Dermatite Atópica moderada a grave: novos tratamentos são seguros e eficazes, mas não chegam a todos
Embora tenha um enorme impacto socioeconómico, afetando não só a qualidade de vida dos doentes, mas apresentado implicações até a nível laboral, o que explica que a Dermatite Atópica continue a ser subvalorizada?
Podemos identificar vários motivos. Em primeiro lugar, o facto de ser frequentemente catalogada como “apenas uma doença de pele”, o que conota uma valorização meramente estética, quando na verdade é uma doença associada a vários sintomas debilitantes e impacto multidimensional na qualidade de vida da pessoa que sofre. Em segundo lugar, a prevalência significativamente mais baixa das formas graves comparativamente às formas ligeiras. Infelizmente, uma proporção não desprezível de crianças e adolescentes com dermatite atópica, e uma grande proporção de adultos, sofre de formas moderadas e graves da doença, que não devem ser comparadas às formas mais ligeiras, felizmente bastante mais comuns e facilmente tratáveis, muitas vezes conhecidas pela sociedade por termos como “pele atópica”. Em terceiro, a mensagem, que hoje se sabe muitas vezes incorreta, que a doença “vai passar com a idade”, traduzindo algo transitório e não uma doença que vai acompanhar a vida e que vai influenciar, negativamente, uma boa parte das decisões do dia a dia (como o que vestir, se vai à praia ou não, se pode fazer determinado trabalho ou não para não). Na verdade, muitos doentes vão ter doença toda a vida ou estão em risco que a doença volte a surgir, de novo, na idade adulta.
Para sensibilizar a população para uma doença que se estima que afete 4,4 milhões de europeus, peço-lhe que nos explique que patologia é esta?
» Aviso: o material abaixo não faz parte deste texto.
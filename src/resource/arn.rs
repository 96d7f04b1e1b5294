//! ARN helpers

use super::error::HandlerError;

/// `arn:partition:service:region:account:project:<id>`
const PROJECT_ARN_SEGMENTS: usize = 7;

/// Derive the project id (the segment after the last colon) from a project ARN
pub fn project_id_from_arn(arn: &str) -> Result<&str, HandlerError> {
    let malformed = |reason| HandlerError::MalformedIdentifier {
        arn: arn.to_string(),
        reason,
    };

    let segments: Vec<&str> = arn.split(':').collect();
    if segments[0] != "arn" {
        return Err(malformed("does not start with \"arn\""));
    }
    if segments.len() < PROJECT_ARN_SEGMENTS {
        return Err(malformed("too few colon-separated segments"));
    }

    match segments.last() {
        Some(&id) if !id.is_empty() => Ok(id),
        _ => Err(malformed("empty project id")),
    }
}

#[cfg(test)]
mod tests {
    use super::*;

    #[test]
    fn test_project_id() {
        assert_eq!(
            project_id_from_arn("arn:aws:devicefarm:us-west-2:account-id:project:12345").unwrap(),
            "12345"
        );
    }

    #[test]
    fn test_project_id_uses_last_segment() {
        assert_eq!(
            project_id_from_arn("arn:aws:devicefarm:us-west-2:1:project:a:b").unwrap(),
            "b"
        );
    }

    #[test]
    fn test_malformed_arns() {
        for arn in [
            "",
            "12345",
            "arn:top-devices",
            "arn:aws:devicefarm:us-west-2:1:12345",
            "arn:aws:devicefarm:us-west-2:1:project:",
            "nra:aws:devicefarm:us-west-2:1:project:12345",
        ] {
            let err = project_id_from_arn(arn).unwrap_err();
            assert!(
                matches!(err, HandlerError::MalformedIdentifier { .. }),
                "{arn} should be malformed"
            );
        }
    }
}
Quais as suas causas e quais a principais manifestações clínicas?
A dermatite atópica é uma das doenças inflamatórias crónicas de pele mais comuns. É uma doença que não têm uma causa única, pelo contrário, é multifatorial, e é comum haver antecedentes familiares de dermatite atópica, rinite alérgica ou asma. Sumariamente, na Dermatite Atópica temos:
1. uma pele com falência de barreira (é como se faltasse o cimento que une os tijolos desse “muro” que é a pele, que nos deve proteger do exterior);
2. um sistema imunitário excessivamente reativo, perpetuando uma inflamação crónica e
3. um microbioma da pele alterado que contribui para agravar a inflamação e a disfunção de barreira.
A conjugação destas 3 componentes, influenciada fortemente quer por fatores genéticos, quer por fatores ambientais (como a poluição ou a exposição a agentes irritativos em atividades laborais ou de lazer), leva ao desenvolvimento e/ou agravamento da doença.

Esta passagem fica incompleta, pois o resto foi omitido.